In a recent MQR article (April 2002) Walter Sawatsky suggested that the twentieth-century motif of suffering in the Russian Mennonite experience provides the newly emerging Mennonite churches in the southern hemisphere with a more compelling framework for Anabaptist identity than the standard themes of H. S. Bender's Anabaptist Vision. Harry Loewen, Professor Emeritus of Mennonite History and Studies at the University of Winnipeg, extends that conversation, focusing especially on the "Great Terror" that Mennonites in the Soviet Union experienced during the Stalinist purges of 1930s and 1940s. At the heart of his essay is the ancient question of theodicy: how, in the midst of horrific violence, can a people sustain a sense of God's purpose, presence and providence in the world?
In a somewhat related vein, theologian Christopher Marshall suggests that the long legacy of violence within the western tradition may be linked to the substitionary view of the atonement in which God demands retributive justice for human sins and ultimately sanctions the violence of Christ's death on the cross. Marshall pursues his argument in conversation with J. Denny Weaver's recent book, The Nonviolent Atonement. He agrees with Weaver's basic argument that a more appropriate view of the atonement must be rooted in the nonviolence of Jesus, but suggests that the biblical witness of the New Testament does not support Weaver's conclusion that God did not will Jesus' death on the cross or that the cross is inessential to salvation.
Ted Koontz, Professor of Ethics and Peace Studies at Associated Mennonite Biblical Seminary, explores the practical application of Marshall's arguments by revisiting contemporary arguments regarding the nature of the Anabaptist-Mennonite peace witness. Writing against the backdrop of a potential U.S.-led war against Iraq, Koontz argues that Christians who speak out against war should do so primarily in the idiom of their "first language," namely, the language of faith. Although Koontz does not reject the cultivation of a "second language" for peacemaking-one rooted in humanitarian arguments and framed in the political science discourse of policies, strategies and consequences-the first language of faith is a more authentic witness to the gospel of peace, even if it seems vulnerable and even if its logic will not be immediately understood by those in power.

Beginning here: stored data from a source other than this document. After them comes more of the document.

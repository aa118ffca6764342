//! Deduplicates descriptor set layouts by their structure.

use std::collections::HashMap;
use std::sync::Mutex;

use anyhow::Result;
use ash::vk;

use crate::core::traits::{DeviceInterface, Nameable};
use crate::Error;

/// Describes a single binding slot inside a descriptor set layout.
#[derive(Debug, Copy, Clone, PartialEq, Eq, Hash)]
pub struct BindingDescription {
    /// Binding slot index, `layout(binding = N)` in GLSL.
    pub binding: u32,
    /// Kind of resource bound to this slot.
    pub ty: vk::DescriptorType,
    /// Array size of the binding. Always at least one.
    pub count: u32,
    /// Shader stages that can access this binding.
    pub stages: vk::ShaderStageFlags,
}

impl BindingDescription {
    /// Create a new binding description. A `count` of zero is bumped to one.
    pub fn new(binding: u32, ty: vk::DescriptorType, count: u32, stages: vk::ShaderStageFlags) -> Self {
        Self {
            binding,
            ty,
            count: count.max(1),
            stages,
        }
    }

    fn to_vk(&self) -> vk::DescriptorSetLayoutBinding {
        vk::DescriptorSetLayoutBinding::builder()
            .binding(self.binding)
            .descriptor_type(self.ty)
            .descriptor_count(self.count)
            .stage_flags(self.stages)
            .build()
    }

    fn sort_key(&self) -> (u32, i32, u32, u32) {
        (self.binding, self.ty.as_raw(), self.count, self.stages.as_raw())
    }
}

/// Canonical form of a list of bindings: sorted ascending by slot index.
/// Two keys compare equal if and only if their sorted bindings are equal field by field.
#[derive(Debug, Clone, PartialEq, Eq, Hash)]
pub struct LayoutKey {
    bindings: Vec<BindingDescription>,
}

impl LayoutKey {
    /// Build a canonical key from bindings in any order.
    pub fn new(bindings: &[BindingDescription]) -> Self {
        let mut bindings = bindings.to_vec();
        let sorted = bindings.windows(2).all(|pair| pair[0].binding < pair[1].binding);
        if !sorted {
            bindings.sort_by_key(BindingDescription::sort_key);
        }
        Self {
            bindings,
        }
    }

    /// The canonical, sorted bindings of this key.
    pub fn bindings(&self) -> &[BindingDescription] {
        self.bindings.as_slice()
    }
}

/// A descriptor set layout owned by a [`LayoutCache`]. Destroyed when the cache is dropped.
#[derive(Derivative)]
#[derivative(Debug)]
struct DescriptorSetLayout<D: DeviceInterface> {
    #[derivative(Debug = "ignore")]
    device: D,
    handle: vk::DescriptorSetLayout,
}

impl<D: DeviceInterface> DescriptorSetLayout<D> {
    fn new(device: D, key: &LayoutKey) -> Result<Self> {
        let bindings = key.bindings.iter().map(BindingDescription::to_vk).collect::<Vec<_>>();
        let handle = device
            .create_descriptor_set_layout(bindings.as_slice())
            .map_err(Error::creation("descriptor set layout"))?;
        #[cfg(feature = "log-objects")]
        trace!("Created new VkDescriptorSetLayout {handle:p}");
        if let Err(e) = device.set_name(handle, "LayoutCache::layout") {
            warn!("Failed to name descriptor set layout: {e}");
        }
        Ok(Self {
            device,
            handle,
        })
    }
}

impl<D: DeviceInterface> Drop for DescriptorSetLayout<D> {
    fn drop(&mut self) {
        #[cfg(feature = "log-objects")]
        trace!("Destroying VkDescriptorSetLayout {:p}", self.handle);
        self.device.destroy_descriptor_set_layout(self.handle);
    }
}

/// Maps descriptor set layout descriptions to unique `VkDescriptorSetLayout` handles.
///
/// The cache is meant to be shared by every thread and every frame in flight. All lookups go through a single
/// mutex. Layouts are never evicted, they live until the cache is dropped or [`LayoutCache::shutdown`] is called.
///
/// # Example
/// ```ignore
/// use deimos::prelude::*;
///
/// let cache = LayoutCache::new(device.clone());
/// let layout = cache.get_or_create(&[
///     BindingDescription::new(1, vk::DescriptorType::SAMPLER, 1, vk::ShaderStageFlags::FRAGMENT),
///     BindingDescription::new(0, vk::DescriptorType::UNIFORM_BUFFER, 1, vk::ShaderStageFlags::FRAGMENT),
/// ])?;
/// ```
#[derive(Derivative)]
#[derivative(Debug)]
pub struct LayoutCache<D: DeviceInterface> {
    #[derivative(Debug = "ignore")]
    device: D,
    layouts: Mutex<HashMap<LayoutKey, DescriptorSetLayout<D>>>,
}

impl<D: DeviceInterface> LayoutCache<D> {
    /// Create a new empty layout cache.
    pub fn new(device: D) -> Self {
        Self {
            device,
            layouts: Mutex::new(HashMap::new()),
        }
    }

    /// Get the layout matching `bindings`, creating it if no structurally equal layout was requested before.
    /// The order of `bindings` does not matter.
    /// # Errors
    /// - Fails with [`Error::DeviceObjectCreation`] if the driver could not create the layout. This is not retried.
    /// - Fails with [`Error::PoisonError`] if another thread panicked while holding the cache lock.
    pub fn get_or_create(&self, bindings: &[BindingDescription]) -> Result<vk::DescriptorSetLayout> {
        let key = LayoutKey::new(bindings);
        let mut layouts = self.layouts.lock().map_err(|_| Error::PoisonError)?;
        if let Some(layout) = layouts.get(&key) {
            return Ok(layout.handle);
        }

        debug!("Creating descriptor set layout with {} bindings", key.bindings.len());
        let layout = DescriptorSetLayout::new(self.device.clone(), &key)?;
        let handle = layout.handle;
        layouts.insert(key, layout);
        Ok(handle)
    }

    /// Number of unique layouts held by the cache.
    /// # Errors
    /// - Fails with [`Error::PoisonError`] if a thread panicked while holding the cache lock.
    pub fn len(&self) -> Result<usize> {
        Ok(self.layouts.lock().map_err(|_| Error::PoisonError)?.len())
    }

    /// True if no layout was created yet.
    pub fn is_empty(&self) -> Result<bool> {
        Ok(self.len()? == 0)
    }

    /// Destroy every cached layout. Handles obtained from this cache are invalid afterwards.
    pub fn shutdown(self) {
        match self.len() {
            Ok(count) => info!("Destroying {count} cached descriptor set layouts"),
            Err(e) => warn!("Destroying cached descriptor set layouts: {e}"),
        }
        drop(self);
    }
}
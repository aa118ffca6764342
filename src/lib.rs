//! Resource caching and work scheduling for Vulkan renderers
//!
//! Deimos sits underneath the render passes of a real-time renderer. It deduplicates descriptor set layouts and
//! framebuffers by their structure, hands out descriptor sets from pools that are recycled once per frame in flight,
//! and runs independent command recording work on a fixed thread pool with a fork/join primitive.
//!
//! To get started, the easiest way is to simply
//! ```
//! // Import all important traits
//! use deimos::prelude::traits;
//! // Import types under a namespace.
//! use deimos::prelude as dm;
//!
//! // Or, if you dont care about using the types under a namespace
//! use deimos::prelude::*;
//! ```
//!
//! # Example
//!
//! Deimos does not create the Vulkan device itself. Wrap the `ash::Device` created by your windowing layer and
//! build a [`RendererContext`] from it.
//! ```ignore
//! use deimos::prelude::*;
//!
//! let settings = ContextBuilder::new()
//!     .frames_in_flight(2)
//!     .worker_threads(4)
//!     .build();
//! let mut ctx = RendererContext::new(Device::new(ash_device), &settings)?;
//! ```
//! For further example code, check out the following modules
//! - [`descriptor`] for descriptor set layouts, descriptor pools and building descriptor sets.
//! - [`framebuffer`] for framebuffer caching and invalidation.
//! - [`sync`] for the task scheduler.
//! - [`context`] for the renderer context tying everything together.

#[macro_use]
extern crate derivative;
#[macro_use]
extern crate log;

pub mod prelude;
pub use crate::prelude::*;

pub mod context;
pub mod core;
pub mod descriptor;
pub mod framebuffer;
pub mod sync;
pub mod util;
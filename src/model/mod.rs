//! Synthetic price modeling: commodity profiles and per-timestamp synthesis.

pub mod profile;
pub mod synth;

pub use profile::*;
pub use synth::*;
//! Formatted terminal output.
//!
//! Formatting is kept in one place so:
//! - the calendar/model code stays clean and testable
//! - output changes are localized
//!
//! Labels use the stamp's local wall-clock time; on a fall-back day the same
//! label legitimately appears twice, for two distinct real instants.

use chrono::DateTime;
use chrono_tz::Tz;

use crate::domain::{PriceSeries, PriceTable};

/// Local-time label convention shared by all output forms.
const STAMP_FORMAT: &str = "%Y-%m-%d %H:%M";

fn stamp_label(stamp: &DateTime<Tz>) -> String {
    stamp.format(STAMP_FORMAT).to_string()
}

/// One `label: price` line per point.
pub fn format_series(series: &PriceSeries) -> String {
    let mut out = String::new();
    for point in &series.points {
        out.push_str(&format!("{}: {:.2}\n", stamp_label(&point.stamp), point.price));
    }
    out
}

/// Fixed-width table with one column per commodity.
pub fn format_table(table: &PriceTable) -> String {
    let mut out = String::new();

    out.push_str(&format!("{:<16}", "timestamp"));
    for column in &table.columns {
        out.push_str(&format!(" {:>10}", column.commodity.as_str()));
    }
    out.push('\n');

    for (row, stamp) in table.stamps.iter().enumerate() {
        out.push_str(&format!("{:<16}", stamp_label(stamp)));
        for column in &table.columns {
            out.push_str(&format!(" {:>10.2}", column.prices[row]));
        }
        out.push('\n');
    }

    out
}

/// Plain price list for the uniform random generator.
pub fn format_prices(prices: &[f64]) -> String {
    let parts: Vec<String> = prices.iter().map(|p| format!("{p:.2}")).collect();
    format!("[{}]", parts.join(", "))
}
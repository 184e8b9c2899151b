//! Series assembly: one timestamp series joined with synthesized prices.
//!
//! Every entry point takes `seed: Option<u64>`; `None` draws a fresh entropy
//! seed, so there is no process-global generator anywhere in the crate and
//! parallel callers each own an isolated stream.

use std::collections::hash_map::DefaultHasher;
use std::hash::{Hash, Hasher};

use chrono::{DateTime, NaiveDate};
use chrono_tz::Tz;
use rand::SeedableRng;
use rand::rngs::StdRng;
use tracing::debug;

use crate::calendar;
use crate::domain::{
    Commodity, CountryCode, Granularity, PriceColumn, PricePoint, PriceSeries, PriceTable,
};
use crate::error::SimError;
use crate::model;

/// How per-commodity noise streams relate when assembling a table.
#[derive(Debug, Clone, Copy, PartialEq, Eq, Default)]
pub enum NoiseMode {
    /// Each commodity draws from its own sub-seeded generator. A table
    /// column is then identical to the standalone series for the same seed.
    #[default]
    Independent,
    /// All commodities draw sequentially from one generator.
    Shared,
}

/// One-day synthetic series for a single commodity.
pub fn commodity_series(
    date: NaiveDate,
    country: CountryCode,
    granularity: Granularity,
    commodity: Commodity,
    seed: Option<u64>,
) -> Result<PriceSeries, SimError> {
    let stamps = calendar::day_series(date, country.timezone(), granularity)?;
    let profile = model::profile(country, commodity);
    let mut rng = seeded_rng(seed.map(|s| stream_seed(s, commodity)));
    let prices = synthesize_series(&stamps, &profile, &mut rng)?;
    Ok(zip_series(stamps, prices))
}

/// One-day synthetic series for every commodity, aligned on one timestamp
/// series, in [`Commodity::ALL`] column order.
pub fn commodity_table(
    date: NaiveDate,
    country: CountryCode,
    granularity: Granularity,
    seed: Option<u64>,
    noise: NoiseMode,
) -> Result<PriceTable, SimError> {
    let stamps = calendar::day_series(date, country.timezone(), granularity)?;

    let mut columns = Vec::with_capacity(Commodity::ALL.len());
    match noise {
        NoiseMode::Independent => {
            for commodity in Commodity::ALL {
                let profile = model::profile(country, commodity);
                let mut rng = seeded_rng(seed.map(|s| stream_seed(s, commodity)));
                let prices = synthesize_series(&stamps, &profile, &mut rng)?;
                columns.push(PriceColumn { commodity, prices });
            }
        }
        NoiseMode::Shared => {
            let mut rng = seeded_rng(seed);
            for commodity in Commodity::ALL {
                let profile = model::profile(country, commodity);
                let prices = synthesize_series(&stamps, &profile, &mut rng)?;
                columns.push(PriceColumn { commodity, prices });
            }
        }
    }

    debug!(%date, %country, %granularity, rows = stamps.len(), "assembled commodity table");
    Ok(PriceTable { stamps, columns })
}

/// Legacy country-only model: plain normal draws centered on the country
/// reference price, with no seasonal or peak structure.
pub fn country_series(
    date: NaiveDate,
    country: CountryCode,
    granularity: Granularity,
    seed: Option<u64>,
) -> Result<PriceSeries, SimError> {
    let stamps = calendar::day_series(date, country.timezone(), granularity)?;
    let mut rng = seeded_rng(seed);
    let prices = model::normal_prices(model::reference_price(country), 1.0, stamps.len(), &mut rng)?;
    Ok(zip_series(stamps, prices))
}

/// Synthesize one price per timestamp from a caller-owned generator.
pub fn synthesize_series(
    stamps: &[DateTime<Tz>],
    profile: &model::PriceProfile,
    rng: &mut StdRng,
) -> Result<Vec<f64>, SimError> {
    stamps
        .iter()
        .map(|stamp| model::synthesize(stamp, profile, rng))
        .collect()
}

fn zip_series(stamps: Vec<DateTime<Tz>>, prices: Vec<f64>) -> PriceSeries {
    let points = stamps
        .into_iter()
        .zip(prices)
        .map(|(stamp, price)| PricePoint { stamp, price })
        .collect();
    PriceSeries { points }
}

fn seeded_rng(seed: Option<u64>) -> StdRng {
    match seed {
        Some(s) => StdRng::seed_from_u64(s),
        None => StdRng::from_entropy(),
    }
}

/// Derive a per-commodity sub-seed so independent streams never overlap
/// even though they share one user-facing seed.
fn stream_seed(seed: u64, commodity: Commodity) -> u64 {
    let mut hasher = DefaultHasher::new();
    seed.hash(&mut hasher);
    commodity.hash(&mut hasher);
    hasher.finish()
}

Few groups have committed themselves more completely to incorporating the "first language" of faith into their daily life than the Old Order Amish. Although their way of life remains something of a mystery to outsiders, it certainly has captured the attention of tourists-each year between 2 and 3 million visitors travel to northern Indiana, drawn in large part by the heavy concentrations of Amish found in the region. In his essay on Amish tourism in the Elkhart-LaGrange county area, however, sociologist Thomas Meyers suggests that the reasons behind these visits are more complex than they may initially appear. Based on an extensive survey carried out in the summer of 2000 by three Goshen College students, Meyers concludes that the great majority of visitors come to the area more as consumers, eager to buy Amish-related products, than they do as pilgrims seeking insight into an alternative way of life.
Finally, in our annual "The Mennonite Year in Review" Robert Rhodes, assistant editor of The Mennonite Weekly Review, reflects on the six years he and his family spent living in a Hutterite colony and their recent transition to life among the Mennonites. His essay on Christian community is both poetic and personal.
We trust that our readers will find ample material in this issue for reflection and conversation.